All lines of the listing that contain "tracing" should be shown in full.

*** Begin section ***

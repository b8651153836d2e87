use axum::{
    http::StatusCode,
    response::{IntoResponse, Response},
    Json,
};
use serde_json::json;
use std::fmt;

use crate::models::common::ErrorResponse;

/// Which provider call a failure belongs to
#[derive(Debug, Clone, Copy, PartialEq, Eq)]
pub enum GenerationStage {
    Story,
    Image,
}

impl fmt::Display for GenerationStage {
    fn fmt(&self, f: &mut fmt::Formatter<'_>) -> fmt::Result {
        match self {
            GenerationStage::Story => f.write_str("Story"),
            GenerationStage::Image => f.write_str("Image"),
        }
    }
}

#[derive(Debug, thiserror::Error)]
pub enum StoryError {
    #[error("{0}")]
    Validation(String),

    #[error("Request body is too large.")]
    PayloadTooLarge,

    #[error("{message}")]
    MissingCredentials {
        message: String,
        missing_keys: Vec<&'static str>,
    },

    #[error("Gemini API request timed out. Please try again.")]
    Timeout,

    #[error("{0}")]
    Transport(String),

    #[error("{0}")]
    ProviderRejected(String),

    #[error("{stage} prompt was blocked by Gemini ({reason}).")]
    Blocked {
        stage: GenerationStage,
        reason: String,
    },

    #[error("{0}")]
    UnexpectedFormat(String),

    #[error("Internal server error")]
    Internal(#[from] anyhow::Error),
}

impl StoryError {
    pub fn status_code(&self) -> StatusCode {
        match self {
            StoryError::Validation(_) => StatusCode::BAD_REQUEST,
            StoryError::PayloadTooLarge => StatusCode::PAYLOAD_TOO_LARGE,
            StoryError::MissingCredentials { .. } => StatusCode::NOT_IMPLEMENTED,
            StoryError::Timeout => StatusCode::GATEWAY_TIMEOUT,
            StoryError::Transport(_)
            | StoryError::ProviderRejected(_)
            | StoryError::Blocked { .. }
            | StoryError::UnexpectedFormat(_) => StatusCode::BAD_GATEWAY,
            StoryError::Internal(_) => StatusCode::INTERNAL_SERVER_ERROR,
        }
    }

    pub fn code(&self) -> &'static str {
        match self {
            StoryError::Validation(_) => "BAD_REQUEST",
            StoryError::PayloadTooLarge => "PAYLOAD_TOO_LARGE",
            StoryError::MissingCredentials { .. } => "MISSING_API_KEYS",
            StoryError::Timeout => "PROVIDER_TIMEOUT",
            StoryError::Transport(_) => "PROVIDER_UNAVAILABLE",
            StoryError::ProviderRejected(_) => "PROVIDER_ERROR",
            StoryError::Blocked { .. } => "PROMPT_BLOCKED",
            StoryError::UnexpectedFormat(_) => "UNEXPECTED_FORMAT",
            StoryError::Internal(_) => "INTERNAL_ERROR",
        }
    }
}

impl IntoResponse for StoryError {
    fn into_response(self) -> Response {
        let status = self.status_code();
        let code = self.code();

        let details = match &self {
            StoryError::MissingCredentials { missing_keys, .. } => {
                Some(json!({ "missingKeys": missing_keys }))
            }
            _ => None,
        };

        let message = match &self {
            StoryError::Internal(e) => {
                tracing::error!("Internal error: {:?}", e);
                "An internal error occurred".to_string()
            }
            StoryError::Validation(msg) => msg.clone(),
            StoryError::PayloadTooLarge => self.to_string(),
            StoryError::MissingCredentials { message, .. } => {
                tracing::warn!("Story generation requested without API keys");
                message.clone()
            }
            other => {
                tracing::error!(code, "Story generation failed: {}", other);
                other.to_string()
            }
        };

        (status, Json(ErrorResponse::new(code, message, details))).into_response()
    }
}

// Helper type for results
pub type Result<T> = std::result::Result<T, StoryError>;
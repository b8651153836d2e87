//! Shared helpers for router-level tests.
#![allow(dead_code)]

use std::collections::VecDeque;
use std::sync::{Arc, Mutex};

use async_trait::async_trait;
use axum::body::Body;
use axum::http::{Request, StatusCode};
use axum::Router;
use base64::{engine::general_purpose::STANDARD, Engine as _};
use http_body_util::BodyExt;
use serde_json::{json, Value};
use tower::ServiceExt;

use magic_story::{
    config::{Config, GeminiConfig, ServerConfig},
    models::gemini::{Candidate, GenerateContentRequest, GenerationEnvelope, InlineBlob, Part},
    routes::create_router,
    services::GenerativeProvider,
    AppState, Result,
};

/// Provider double: replays queued envelopes and records (model, api key) per call.
#[derive(Default)]
pub struct StubProvider {
    responses: Mutex<VecDeque<Result<GenerationEnvelope>>>,
    calls: Mutex<Vec<(String, String)>>,
}

impl StubProvider {
    pub fn new(responses: Vec<Result<GenerationEnvelope>>) -> Arc<Self> {
        Arc::new(Self {
            responses: Mutex::new(responses.into()),
            calls: Mutex::new(Vec::new()),
        })
    }

    pub fn calls(&self) -> Vec<(String, String)> {
        self.calls.lock().unwrap().clone()
    }
}

#[async_trait]
impl GenerativeProvider for StubProvider {
    async fn generate_content(
        &self,
        model: &str,
        api_key: &str,
        _request: &GenerateContentRequest,
    ) -> Result<GenerationEnvelope> {
        self.calls
            .lock()
            .unwrap()
            .push((model.to_string(), api_key.to_string()));
        self.responses
            .lock()
            .unwrap()
            .pop_front()
            .expect("stub ran out of responses")
    }
}

pub fn test_config(text_api_key: Option<&str>, image_api_key: Option<&str>) -> Config {
    Config {
        server: ServerConfig {
            host: "127.0.0.1".to_string(),
            port: 0,
            max_body_bytes: 64 * 1024,
        },
        gemini: GeminiConfig {
            api_base: "http://127.0.0.1:9/v1beta/models".to_string(),
            request_timeout_secs: 60,
            text_api_key: text_api_key.map(str::to_string),
            image_api_key: image_api_key.map(str::to_string),
            text_model: None,
            image_model: None,
        },
    }
}

pub fn build_test_app(config: Config, provider: Arc<StubProvider>) -> Router {
    create_router(AppState::with_provider(config, provider))
}

pub fn text_envelope(text: &str) -> GenerationEnvelope {
    GenerationEnvelope {
        candidates: vec![Candidate {
            parts: vec![Part {
                text: Some(text.to_string()),
                inline_data: None,
            }],
            finish_reason: Some("STOP".to_string()),
        }],
        block_reason: None,
    }
}

pub fn image_envelope(mime_type: &str, data: &str) -> GenerationEnvelope {
    GenerationEnvelope {
        candidates: vec![Candidate {
            parts: vec![Part {
                text: None,
                inline_data: Some(InlineBlob {
                    mime_type: mime_type.to_string(),
                    data: data.to_string(),
                }),
            }],
            finish_reason: Some("STOP".to_string()),
        }],
        block_reason: None,
    }
}

/// A well-formed story request body with a small encoded photo
pub fn story_body() -> Value {
    json!({
        "ageGroup": "6-8",
        "favoriteCharacter": "A brave dragon",
        "storyStyle": "space-adventure",
        "childPhoto": {
            "base64Data": STANDARD.encode(b"\x89PNG\r\n\x1a\n fake photo bytes for tests"),
            "mimeType": "image/png",
            "fileName": "me.png"
        }
    })
}

/// Send a POST request with a raw body and return status plus parsed JSON.
pub async fn post_raw(app: Router, uri: &str, body: Vec<u8>) -> (StatusCode, Value) {
    let request = Request::builder()
        .method("POST")
        .uri(uri)
        .header("content-type", "application/json")
        .body(Body::from(body))
        .unwrap();

    let response = app.oneshot(request).await.unwrap();
    let status = response.status();
    let body_bytes = response.into_body().collect().await.unwrap().to_bytes();
    let json: Value = serde_json::from_slice(&body_bytes).unwrap();

    (status, json)
}

/// Send a POST request with a JSON body and return the response.
pub async fn post_json(app: Router, uri: &str, body: &Value) -> (StatusCode, Value) {
    post_raw(app, uri, serde_json::to_vec(body).unwrap()).await
}
// Library exports for testing and reuse
pub mod app_state;
pub mod config;
pub mod error;
pub mod middleware;
pub mod models;
pub mod routes;
pub mod services;

// Re-export commonly used types
pub use app_state::AppState;
pub use config::Config;
pub use error::{Result, StoryError};
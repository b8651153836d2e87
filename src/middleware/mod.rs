// Middleware modules
pub mod logging;

// Export logging middleware
pub use logging::logging_middleware;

*** End section ***

* ANSWER TO THE EXERCISE
                tracing::error!("Internal error: {:?}", e);
                tracing::warn!("Story generation requested without API keys");
                tracing::error!(code, "Story generation failed: {}", other);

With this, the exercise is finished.